Sector checkup can reveal weakness in your portfolio

Risk management is always an interesting topic, especially when it comes to the stock market.  There are many things an investor can do to help manage stock market risk.  Diversifying your investments by sector should be about lowering portfolio risk, and directing your funds to areas you feel will outperform.  Individual equities are typically classified under one of the following ten sectors:  financials, energy, materials, industrial, consumer discretionary, telecommunications, technology, consumer staples, utilities, and health care.

The S&P/TSX Composite Index (S&P/TSX) is one of the most commonly referred benchmarks for Canadian stocks.  In the United States, a popular index is the S&P 500.  The following chart compares both of these indices as of June 30, 2010.

 Weight By Sector

S&P/TSX (Canada)

S&P 500 (U.S.A.)

Financials

30.1%

16.3%

Energy

26.5%

10.7%

Materials

20.7%

3.4%

Industrial

5.7%

10.4%

Consumer Discretionary

4.8%

10.1%

Telecommunications

4.6%

3.0%

Technology

2.8%

18.7%

Consumer Staples

2.6%

11.5%

Utilities

1.7%

3.8%

Health Care

0.5%

12.1%

100.0%

100.0%

 

The following are five steps to complete your sector check-up:

Step 1)  Obtain a consolidated statement of your investments sorted by the above ten sectors.   This list should be done at one point in time, such as quarter end or year end. This is a relatively straight forward exercise if you hold individual stocks.  This step becomes more difficult if you hold multiple mutual funds, exchange traded funds (ETFs), and other holdings.  Every fund has a sector break down disclosed on a monthly basis.  If you have a sector ETF then this is easy.  If the ETF is more broadly based then it is possible to obtain the above subsector breakdown.
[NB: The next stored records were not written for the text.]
//! pagechat: ask questions about a PDF over HTTP.
//!
//! A single-user retrieval-augmented question answering service. A PDF is
//! uploaded once, split into page-sized chunks, embedded, and indexed; chat
//! turns then retrieve the closest chunks, assemble a grounded prompt, and
//! stream the model's answer back as newline-delimited JSON events.
//!
//! Module map:
//! - [`config`]: layered TOML configuration with serde defaults
//! - [`extract`]: PDF text extraction and declared page counts
//! - [`segment`]: page segmentation heuristics over extracted text
//! - [`store`]: flat-file persistence under the data directory
//! - [`embedding`]: batch embedding client with retry and backoff
//! - [`index`]: the in-memory vector index and the ingestion pipeline
//! - [`memory`]: token-budgeted conversation memory
//! - [`prompt`]: grounded prompt assembly with guardrails
//! - [`llm`]: streaming completion client over SSE framing
//! - [`retrieve`]: nearest-neighbor retrieval with cold-start reload
//! - [`session`]: shared per-session state handle
//! - [`chat`]: one-turn RAG orchestration and the chat event protocol
//! - [`server`]: axum routes and error classification

pub mod chat;
pub mod config;
pub mod embedding;
pub mod extract;
pub mod index;
pub mod llm;
pub mod memory;
pub mod prompt;
pub mod retrieve;
pub mod segment;
pub mod server;
pub mod session;
pub mod store;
Step 2)  From the above step compare your sector exposure percentages to both your desired goal and the indices above.  Your goals may be largely driven by both economic and financial conditions.  It is important to note that investors should not necessarily use the percentages of the indices to equal their own portfolio weighting.  As the S&P/TSX is a “weighted” index, there can be specific stocks that distort the numbers.  One example of this is when Nortel hit $124.50 on July 26, 2000, it represented 34.2 per cent of the TSE 300. During economic uncertainty, sectors such as telecommunications, consumer staples, and utilities are considered more defensive.  During periods of growth, an investor may choose to shift more towards cyclical sectors such as materials, energy and consumer discretionary.

Step 3)  Advisors should be able to provide you with their financial firm’s recommendation for each sector, along with their own opinion.  Most financial firms provide guidance on a sector basis by stating whether you should underweight, market weight, or overweight a sector.   As an example, if a sector represents 20 per cent of an index and a firm is recommending to market weight the sector then 20 per cent of your total equities should be invested in this sector.  If the guidance is to underweight the sector then less than 20 per cent should be within the sector, and vice-versa for overweight.

Step 4)  Once the three steps above have been completed this should reveal any necessary sector adjustments.  If you are over exposed to a sector then you should determine the weakest holdings in that sector.  Rebalancing sector weightings may take some time.  Limit sell orders work well to establish a sell discipline at the right price.

Step 5)  If you need to increase exposure to a sector then the process should be integrated into your geographic diversification.  The main reason for putting the S&P 500 in the above chart is to demonstrate how some countries dominate sectors where Canada has less representation.  Canada is strong in financials, energy, and materials.  The United States market is strong in technology, health care, and consumer staples.

Regular sector check ups will enable you to rebalance sectors.  If one sector has done particularly well during the year then this should be revealed in the above exercise.  Just as an investor should trim or sell a successful stock, the same applies to a sector.  Each check-up should focus first on the macro sector decision.  Making correct sector decisions are often more important than the individual stocks you select.